According to Section 45 – of the Trades Practices Act arrangements or understandings restricting dealings or affecting competition are illegal.

It has been suggested that the Victims Support Agency (VSA) has been restricting free market place competition for the delivery of services to victims of crime now for some eight years.

If a victim of crime calls the well publicised VSA administered Helpline it has been suggested that callers are then automatically referred to a Victims Assistance and Counselling Program (VACP), also administered by the VSA. The restriction of trade occurs as victims are not informed of their alternate rights to seek support from private practitioners.

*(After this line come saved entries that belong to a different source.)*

//! Pipeline error types.

use adgen_media::MediaError;
use adgen_models::ErrorKind;
use adgen_providers::ProviderError;
use adgen_storage::StorageError;
use thiserror::Error;

pub type PipelineResult<T> = Result<T, PipelineError>;

#[derive(Debug, Error)]
pub enum PipelineError {
    #[error("{0}")]
    Validation(String),

    #[error("Configuration error: {0}")]
    Config(String),

    #[error("Generation cancelled")]
    Cancelled,

    #[error("Job not found: {0}")]
    JobNotFound(String),

    #[error("Video for job {0} was already delivered or has expired")]
    Gone(String),

    #[error("Job {0} has already finished")]
    AlreadyFinished(String),

    #[error("Job {0} has no video to deliver")]
    NotReady(String),

    #[error("Internal error: {0}")]
    Internal(String),

    #[error("Storage error: {0}")]
    Storage(#[from] StorageError),

    #[error("Media error: {0}")]
    Media(#[from] MediaError),

    #[error(transparent)]
    Provider(#[from] ProviderError),
}

impl PipelineError {
    pub fn validation(msg: impl Into<String>) -> Self {
        Self::Validation(msg.into())
    }

    pub fn config(msg: impl Into<String>) -> Self {
        Self::Config(msg.into())
    }

    pub fn internal(msg: impl Into<String>) -> Self {
        Self::Internal(msg.into())
    }

    /// Error class reported to API callers.
    pub fn kind(&self) -> ErrorKind {
        match self {
            PipelineError::Validation(_) => ErrorKind::ValidationError,
            PipelineError::Cancelled => ErrorKind::Cancelled,
            PipelineError::JobNotFound(_) => ErrorKind::NotFound,
            PipelineError::Gone(_) => ErrorKind::Gone,
            PipelineError::AlreadyFinished(_) | PipelineError::NotReady(_) => ErrorKind::Conflict,
            PipelineError::Config(_) | PipelineError::Internal(_) => ErrorKind::InternalError,
            PipelineError::Storage(e) if e.is_client_error() => ErrorKind::ValidationError,
            PipelineError::Storage(_) => ErrorKind::InternalError,
            PipelineError::Media(MediaError::Cancelled) => ErrorKind::Cancelled,
            PipelineError::Media(_) => ErrorKind::CompositionError,
            PipelineError::Provider(e) => e.kind(),
        }
    }

    /// Whether a client-supplied file caused the failure.
    pub fn is_input_error(&self) -> bool {
        match self {
            PipelineError::Media(e) => e.is_input_error(),
            PipelineError::Provider(ProviderError::InvalidImage(_)) => true,
            _ => false,
        }
    }

    pub fn is_retryable(&self) -> bool {
        self.kind().is_retryable()
    }
}

#[cfg(test)]
mod tests {
    use super::*;

    #[test]
    fn test_kind_mapping() {
        assert_eq!(
            PipelineError::validation("script is required").kind(),
            ErrorKind::ValidationError
        );
        assert_eq!(
            PipelineError::from(StorageError::disallowed_extension("gif")).kind(),
            ErrorKind::ValidationError
        );
        assert_eq!(
            PipelineError::from(MediaError::Cancelled).kind(),
            ErrorKind::Cancelled
        );
        assert_eq!(
            PipelineError::from(ProviderError::Timeout {
                provider: "d-id".into(),
                attempts: 30
            })
            .kind(),
            ErrorKind::LocalTimeout
        );
        assert_eq!(PipelineError::Gone("j".into()).kind(), ErrorKind::Gone);
    }

    #[test]
    fn test_input_errors() {
        assert!(PipelineError::from(MediaError::invalid_image("truncated png")).is_input_error());
        assert!(!PipelineError::from(MediaError::internal("ffmpeg crashed")).is_input_error());
        assert_eq!(
            PipelineError::from(MediaError::invalid_image("truncated png")).kind(),
            ErrorKind::CompositionError
        );
    }
}
//! Health check handlers.

use adgen_media::{check_ffmpeg, check_ffprobe};
use axum::extract::State;
use axum::http::StatusCode;
use axum::Json;
use chrono::Utc;
use serde::Serialize;

use crate::state::AppState;

/// Health response.
#[derive(Serialize)]
pub struct HealthResponse {
    pub status: String,
    pub version: String,
    pub timestamp: String,
}

/// Health check endpoint (liveness probe).
pub async fn health() -> Json<HealthResponse> {
    Json(HealthResponse {
        status: "healthy".to_string(),
        version: env!("CARGO_PKG_VERSION").to_string(),
        timestamp: Utc::now().to_rfc3339(),
    })
}

/// Readiness check response.
#[derive(Serialize)]
pub struct ReadinessResponse {
    pub status: String,
    pub checks: ReadinessChecks,
    pub providers: ProviderInfo,
    pub active_jobs: usize,
}

#[derive(Serialize)]
pub struct ReadinessChecks {
    pub ffmpeg: CheckStatus,
    pub ffprobe: CheckStatus,
    pub work_dir: CheckStatus,
}

#[derive(Serialize)]
pub struct ProviderInfo {
    pub speech: &'static str,
    #[serde(skip_serializing_if = "Option::is_none")]
    pub avatar: Option<&'static str>,
}

#[derive(Serialize)]
pub struct CheckStatus {
    pub status: String,
    #[serde(skip_serializing_if = "Option::is_none")]
    pub error: Option<String>,
}

impl CheckStatus {
    fn ok() -> Self {
        Self {
            status: "ok".to_string(),
            error: None,
        }
    }

    fn error(msg: impl Into<String>) -> Self {
        Self {
            status: "error".to_string(),
            error: Some(msg.into()),
        }
    }

    fn from_result<T, E: std::fmt::Display>(result: Result<T, E>) -> Self {
        match result {
            Ok(_) => Self::ok(),
            Err(e) => Self::error(e.to_string()),
        }
    }

    fn is_ok(&self) -> bool {
        self.status == "ok"
    }
}

/// Readiness check endpoint (readiness probe).
/// Checks the FFmpeg binaries and that the work directory is writable.
pub async fn ready(
    State(state): State<AppState>,
) -> Result<Json<ReadinessResponse>, (StatusCode, Json<ReadinessResponse>)> {
    let checks = ReadinessChecks {
        ffmpeg: CheckStatus::from_result(check_ffmpeg()),
        ffprobe: CheckStatus::from_result(check_ffprobe()),
        work_dir: CheckStatus::from_result(state.orchestrator.store().check_writable().await),
    };

    let all_ok = checks.ffmpeg.is_ok() && checks.ffprobe.is_ok() && checks.work_dir.is_ok();

    let response = ReadinessResponse {
        status: if all_ok { "ready" } else { "degraded" }.to_string(),
        checks,
        providers: ProviderInfo {
            speech: state.orchestrator.speech_provider(),
            avatar: state.orchestrator.avatar_provider(),
        },
        active_jobs: state.jobs.active_jobs(),
    };

    if all_ok {
        Ok(Json(response))
    } else {
        Err((StatusCode::SERVICE_UNAVAILABLE, Json(response)))
    }
}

This is akin to someone requiring urgent medical treatment and is informed that they can only access treatment via a public hospital and then put on a six month waiting list as opposed to being informed that they can also seek treatment from a private hospital and can potentially receive treatment immediately.

It has been suggested that this monopoly, like all monopolies, has resulted in inefficiencies and a deterioration of services to victims of crime. An example is that this system necessitates victims to repeatedly tell their story to various others over an extended period of time, some six months, before they may receive any appropriate support.

It also appears that such a monopoly is also in breach of the Victim’s Charter by not informing victims of their entitlements and not providing those entitlements in the most appropriate and timely manner.

It has further been suggested that the VSA has actively attempted to discourage private organizations from informing victims of crime of their rights to seek support from private organizations.

The question arises as to why this potentially anti competitive behaviour has been allowed to occur and to continue over such an extended period of time. We now call on the Anti Competition and Consumer Commissioner, Australia’s competition regulator and national consumer law, to investigate this behaviour.